[Dataset extract]
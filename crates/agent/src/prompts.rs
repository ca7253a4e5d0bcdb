//! Prompt templates rendered with tera.
//!
//! Templates are compiled into the binary and registered under `.txt` names so
//! tera applies no HTML escaping.

use std::collections::HashMap;

use serde::Serialize;
use serde_json::Value;
use tera::{Context, Tera};

use shopwise_core::commerce::loyalty::format_inr;
use shopwise_core::domain::catalog::Category;
use shopwise_core::domain::conversation::Intent;

use crate::tools::ToolSpec;

const TEMPLATES: [(&str, &str); 8] = [
    ("intent.txt", include_str!("../prompts/intent.txt")),
    ("preferences.txt", include_str!("../prompts/preferences.txt")),
    ("specialist.txt", include_str!("../prompts/specialist.txt")),
    ("ranking.txt", include_str!("../prompts/ranking.txt")),
    ("recommend_request.txt", include_str!("../prompts/recommend_request.txt")),
    ("inventory_request.txt", include_str!("../prompts/inventory_request.txt")),
    ("fulfillment_request.txt", include_str!("../prompts/fulfillment_request.txt")),
    ("support_request.txt", include_str!("../prompts/support_request.txt")),
];

pub struct PromptLibrary {
    tera: Tera,
}

#[derive(Serialize)]
struct RenderedTool {
    name: String,
    description: String,
    parameters: String,
}

impl PromptLibrary {
    pub fn new() -> Result<Self, tera::Error> {
        let mut tera = Tera::default();
        tera.register_filter("inr", inr_filter);
        for (name, body) in TEMPLATES {
            tera.add_raw_template(name, body)?;
        }
        Ok(Self { tera })
    }

    pub fn intent(
        &self,
        message: &str,
        cart_items: usize,
        previous: Intent,
    ) -> Result<String, tera::Error> {
        let mut context = Context::new();
        context.insert("message", message);
        context.insert("cart_items", &cart_items);
        context.insert("previous_intent", previous.as_str());
        self.tera.render("intent.txt", &context)
    }

    pub fn preferences(&self, message: &str) -> Result<String, tera::Error> {
        let mut context = Context::new();
        context.insert("message", message);
        context.insert(
            "categories",
            &Category::ALL.iter().map(|category| category.as_str()).collect::<Vec<_>>(),
        );
        self.tera.render("preferences.txt", &context)
    }

    /// A specialist's role text followed by its tool catalogue and the JSON
    /// reply protocol.
    pub fn specialist(&self, role: &str, tools: &[ToolSpec]) -> Result<String, tera::Error> {
        let tools: Vec<RenderedTool> = tools
            .iter()
            .map(|tool| RenderedTool {
                name: tool.name.clone(),
                description: tool.description.clone(),
                parameters: tool.parameters.to_string(),
            })
            .collect();

        let mut context = Context::new();
        context.insert("role", role);
        context.insert("tools", &tools);
        self.tera.render("specialist.txt", &context)
    }

    pub fn ranking(
        &self,
        count: usize,
        conversation: &str,
        preferences: &Value,
        past_purchases: &str,
        candidates: &Value,
    ) -> Result<String, tera::Error> {
        let mut context = Context::new();
        context.insert("count", &count);
        context.insert("context", conversation);
        context.insert("preferences", &preferences.to_string());
        context.insert(
            "past_purchases",
            if past_purchases.is_empty() { "None" } else { past_purchases },
        );
        context.insert(
            "candidates",
            &serde_json::to_string_pretty(candidates).unwrap_or_else(|_| candidates.to_string()),
        );
        self.tera.render("ranking.txt", &context)
    }

    pub fn recommend_request(
        &self,
        message: &str,
        categories: &[Category],
        max_price: Option<String>,
        min_rating: Option<f64>,
        customer_id: Option<&str>,
    ) -> Result<String, tera::Error> {
        let mut context = Context::new();
        context.insert("message", message);
        context.insert("categories", &categories.iter().map(|c| c.as_str()).collect::<Vec<_>>());
        context.insert("max_price", &max_price);
        context.insert("min_rating", &min_rating);
        context.insert("customer_id", &customer_id);
        self.tera.render("recommend_request.txt", &context)
    }

    pub fn inventory_request(
        &self,
        message: &str,
        customer_city: Option<&str>,
    ) -> Result<String, tera::Error> {
        let mut context = Context::new();
        context.insert("message", message);
        context.insert("customer_city", &customer_city);
        self.tera.render("inventory_request.txt", &context)
    }

    pub fn fulfillment_request(
        &self,
        customer_id: &str,
        items: &Value,
        total: &Value,
        fulfillment_type: &str,
        delivery_address: Option<&Value>,
    ) -> Result<String, tera::Error> {
        let mut context = Context::new();
        context.insert("customer_id", customer_id);
        context.insert("items", &items.to_string());
        context.insert("total", total);
        context.insert("fulfillment_type", fulfillment_type);
        context.insert("delivery_address", &delivery_address.map(Value::to_string));
        self.tera.render("fulfillment_request.txt", &context)
    }

    pub fn support_request(&self, message: &str, customer_id: &str) -> Result<String, tera::Error> {
        let mut context = Context::new();
        context.insert("message", message);
        context.insert("customer_id", customer_id);
        self.tera.render("support_request.txt", &context)
    }
}

/// Formats a decimal (number or numeric string) as rupees, e.g. `₹1,234.50`.
fn inr_filter(value: &Value, _args: &HashMap<String, Value>) -> tera::Result<Value> {
    let text = match value {
        Value::String(text) => text.clone(),
        Value::Number(number) => number.to_string(),
        _ => return Err(tera::Error::msg("inr filter expects a number or numeric string")),
    };
    let amount = text
        .parse::<rust_decimal::Decimal>()
        .map_err(|error| tera::Error::msg(format!("inr filter: {error}")))?;
    Ok(Value::String(format_inr(amount)))
}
[/Dataset extract]
> _Task objective_
What is the number of lines in the records that include the word "categories"? Answer with that number only.

> _The completed task_
3